━━ Data shown

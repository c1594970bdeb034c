//! Real-Time Room Transport
//!
//! Trait seam between the session controller and the real-time media
//! backend. The controller never talks to a media SDK directly; it holds an
//! `Arc<R: RoomTransport>` and reacts to the [`RoomEvent`] broadcast.
//!
//! # Design Philosophy
//!
//! The trait covers only what the front-end needs:
//! - Connecting with a server URL and participant token
//! - Enabling/disabling the three local capture sources
//! - Sending chat and observing remote participants
//!
//! Media encoding, signalling and the wire protocol stay inside the
//! implementation. [`InProcessRoom`] is a loopback implementation with an
//! echo agent, used for offline mode and tests.

use std::fmt;

use async_trait::async_trait;
use serde::{Deserialize, Serialize};
use thiserror::Error;
use tokio::sync::broadcast;

use crate::transcript::ChatMessage;

pub mod in_process;

pub use in_process::{InProcessRoom, InProcessRoomBuilder};

/// Local capture source that can be published to the room
#[derive(Clone, Copy, Debug, PartialEq, Eq, Hash, Serialize, Deserialize)]
#[serde(rename_all = "snake_case")]
pub enum TrackSource {
    /// Local microphone
    Microphone,
    /// Local camera
    Camera,
    /// Screen capture
    ScreenShare,
}

impl TrackSource {
    /// All sources in control-bar order
    pub const ALL: [TrackSource; 3] = [Self::Microphone, Self::Camera, Self::ScreenShare];
}

impl fmt::Display for TrackSource {
    fn fmt(&self, f: &mut fmt::Formatter<'_>) -> fmt::Result {
        let label = match self {
            Self::Microphone => "microphone",
            Self::Camera => "camera",
            Self::ScreenShare => "screen share",
        };
        f.write_str(label)
    }
}

/// Connection state reported by the transport
#[derive(Clone, Copy, Debug, Default, PartialEq, Eq)]
pub enum ConnectionState {
    /// No connection
    #[default]
    Disconnected,
    /// Signalling in progress
    Connecting,
    /// Joined the room
    Connected,
    /// Lost the connection and trying to resume
    Reconnecting,
}

/// Options for enabling the microphone
#[derive(Clone, Copy, Debug, Default, PartialEq, Eq)]
pub struct MicrophoneOptions {
    /// Buffer audio captured before the room connects and flush it once joined
    pub pre_connect_buffer: bool,
}

/// A remote participant in the room
#[derive(Clone, Debug, PartialEq, Eq)]
pub struct ParticipantInfo {
    /// Unique identity within the room
    pub identity: String,
    /// Display name
    pub name: String,
    /// Whether this participant is an agent worker
    pub is_agent: bool,
}

impl ParticipantInfo {
    /// Create an agent participant
    pub fn agent(identity: impl Into<String>, name: impl Into<String>) -> Self {
        Self {
            identity: identity.into(),
            name: name.into(),
            is_agent: true,
        }
    }
}

/// Publish/subscribe permissions of the local participant
#[derive(Clone, Debug, PartialEq, Eq)]
pub struct ParticipantPermissions {
    /// May publish tracks at all
    pub can_publish: bool,
    /// May publish data (chat)
    pub can_publish_data: bool,
    /// May subscribe to remote tracks
    pub can_subscribe: bool,
    /// Sources the participant may publish; empty means all
    pub can_publish_sources: Vec<TrackSource>,
}

impl Default for ParticipantPermissions {
    fn default() -> Self {
        Self {
            can_publish: true,
            can_publish_data: true,
            can_subscribe: true,
            can_publish_sources: Vec::new(),
        }
    }
}

/// A capture failure reported by the media layer
#[derive(Clone, Debug, PartialEq, Eq)]
pub struct DeviceFailure {
    /// Device involved, when known
    pub device: Option<TrackSource>,
    /// Error name (e.g. `NotAllowedError`)
    pub name: String,
    /// Human-readable reason
    pub message: String,
}

impl DeviceFailure {
    /// `"{name}: {message}"` as shown in alert descriptions
    #[must_use]
    pub fn describe(&self) -> String {
        format!("{}: {}", self.name, self.message)
    }
}

/// Why the room connection ended
#[derive(Clone, Copy, Debug, PartialEq, Eq)]
pub enum DisconnectReason {
    /// The local client asked to leave
    ClientInitiated,
    /// The server is shutting down
    ServerShutdown,
    /// The local participant was removed
    ParticipantRemoved,
    /// The room was closed
    RoomDeleted,
    /// Signalling connection dropped
    SignalClosed,
}

/// Events broadcast by a room transport
#[derive(Clone, Debug)]
pub enum RoomEvent {
    /// Connection state changed
    ConnectionStateChanged(ConnectionState),
    /// The room connection ended
    Disconnected {
        /// Why it ended
        reason: DisconnectReason,
    },
    /// A capture device failed mid-session
    MediaDevicesError(DeviceFailure),
    /// Chat or transcription message (local echo included)
    ChatMessage(ChatMessage),
    /// A remote participant joined
    ParticipantConnected(ParticipantInfo),
    /// A remote participant left
    ParticipantDisconnected {
        /// Identity of the participant that left
        identity: String,
    },
    /// Local participant permissions were updated by the server
    PermissionsChanged(ParticipantPermissions),
}

/// Errors from room operations
#[derive(Clone, Debug, Error, PartialEq, Eq)]
pub enum RoomError {
    /// The user or OS refused access to a capture device
    #[error("{device} permission denied: {message}")]
    PermissionDenied {
        /// Device refused
        device: TrackSource,
        /// Underlying reason
        message: String,
    },

    /// The capture device is missing or busy
    #[error("{device} unavailable: {message}")]
    DeviceUnavailable {
        /// Device that failed
        device: TrackSource,
        /// Underlying reason
        message: String,
    },

    /// Signalling or media connection failed
    #[error("{0}")]
    ConnectionFailed(String),

    /// Operation not valid in the current connection state
    #[error("invalid state: {0}")]
    InvalidState(String),
}

impl RoomError {
    /// Device failure carried by this error, if any
    #[must_use]
    pub fn device_failure(&self) -> Option<DeviceFailure> {
        match self {
            Self::PermissionDenied { device, message } => Some(DeviceFailure {
                device: Some(*device),
                name: "NotAllowedError".to_string(),
                message: message.clone(),
            }),
            Self::DeviceUnavailable { device, message } => Some(DeviceFailure {
                device: Some(*device),
                name: "NotReadableError".to_string(),
                message: message.clone(),
            }),
            Self::ConnectionFailed(_) | Self::InvalidState(_) => None,
        }
    }
}

/// Real-time room transport
///
/// Implementations use interior mutability; the controller shares one
/// instance through an `Arc` across its spawned tasks.
#[async_trait]
pub trait RoomTransport: Send + Sync + 'static {
    /// Transport name for logs
    fn name(&self) -> &str;

    /// Current connection state
    fn connection_state(&self) -> ConnectionState;

    /// Subscribe to room events
    fn subscribe(&self) -> broadcast::Receiver<RoomEvent>;

    /// Join the room at `url` with a participant `token`
    async fn connect(&self, url: &str, token: &str) -> Result<(), RoomError>;

    /// Leave the room; a no-op when already disconnected
    async fn disconnect(&self);

    /// Enable or disable the microphone, returning the resulting state
    async fn set_microphone_enabled(
        &self,
        enabled: bool,
        options: MicrophoneOptions,
    ) -> Result<bool, RoomError>;

    /// Enable or disable the camera, returning the resulting state
    async fn set_camera_enabled(&self, enabled: bool) -> Result<bool, RoomError>;

    /// Enable or disable screen share, returning the resulting state
    async fn set_screen_share_enabled(&self, enabled: bool) -> Result<bool, RoomError>;

    /// Send a chat message, returning the local copy
    async fn send_chat(&self, text: &str) -> Result<ChatMessage, RoomError>;

    /// Remote participants currently in the room
    fn remote_participants(&self) -> Vec<ParticipantInfo>;

    /// Permissions granted to the local participant
    fn local_permissions(&self) -> ParticipantPermissions;

    /// Toggle any source by key
    async fn set_source_enabled(&self, source: TrackSource, enabled: bool) -> Result<bool, RoomError> {
        match source {
            TrackSource::Microphone => {
                self.set_microphone_enabled(enabled, MicrophoneOptions::default())
                    .await
            }
            TrackSource::Camera => self.set_camera_enabled(enabled).await,
            TrackSource::ScreenShare => self.set_screen_share_enabled(enabled).await,
        }
    }

    /// Whether the room is a local loopback rather than a media server
    fn is_loopback(&self) -> bool {
        false
    }

    /// Whether an agent participant is present
    fn has_agent(&self) -> bool {
        self.remote_participants().iter().any(|p| p.is_agent)
    }
}

#[cfg(test)]
mod tests {
    use super::*;
    use pretty_assertions::assert_eq;

    #[test]
    fn test_track_source_labels() {
        assert_eq!(TrackSource::Microphone.to_string(), "microphone");
        assert_eq!(TrackSource::ScreenShare.to_string(), "screen share");
    }

    #[test]
    fn test_device_failure_from_denial() {
        let err = RoomError::PermissionDenied {
            device: TrackSource::Camera,
            message: "Permission denied by system".to_string(),
        };
        let failure = err.device_failure().unwrap();
        assert_eq!(failure.device, Some(TrackSource::Camera));
        assert_eq!(
            failure.describe(),
            "NotAllowedError: Permission denied by system"
        );

        assert!(RoomError::ConnectionFailed("x".into())
            .device_failure()
            .is_none());
    }

    #[test]
    fn test_default_permissions_allow_everything() {
        let perms = ParticipantPermissions::default();
        assert!(perms.can_publish);
        assert!(perms.can_publish_sources.is_empty());
    }
}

━━━━

■ Directions: Only the lines above from the one with "participant is present" up to and including the one with "let err = RoomError::PermissionDenied" should be repeated, exactly as written.

■ Task response:
    /// Whether an agent participant is present
    fn has_agent(&self) -> bool {
        self.remote_participants().iter().any(|p| p.is_agent)
    }
}

#[cfg(test)]
mod tests {
    use super::*;
    use pretty_assertions::assert_eq;

    #[test]
    fn test_track_source_labels() {
        assert_eq!(TrackSource::Microphone.to_string(), "microphone");
        assert_eq!(TrackSource::ScreenShare.to_string(), "screen share");
    }

    #[test]
    fn test_device_failure_from_denial() {
        let err = RoomError::PermissionDenied {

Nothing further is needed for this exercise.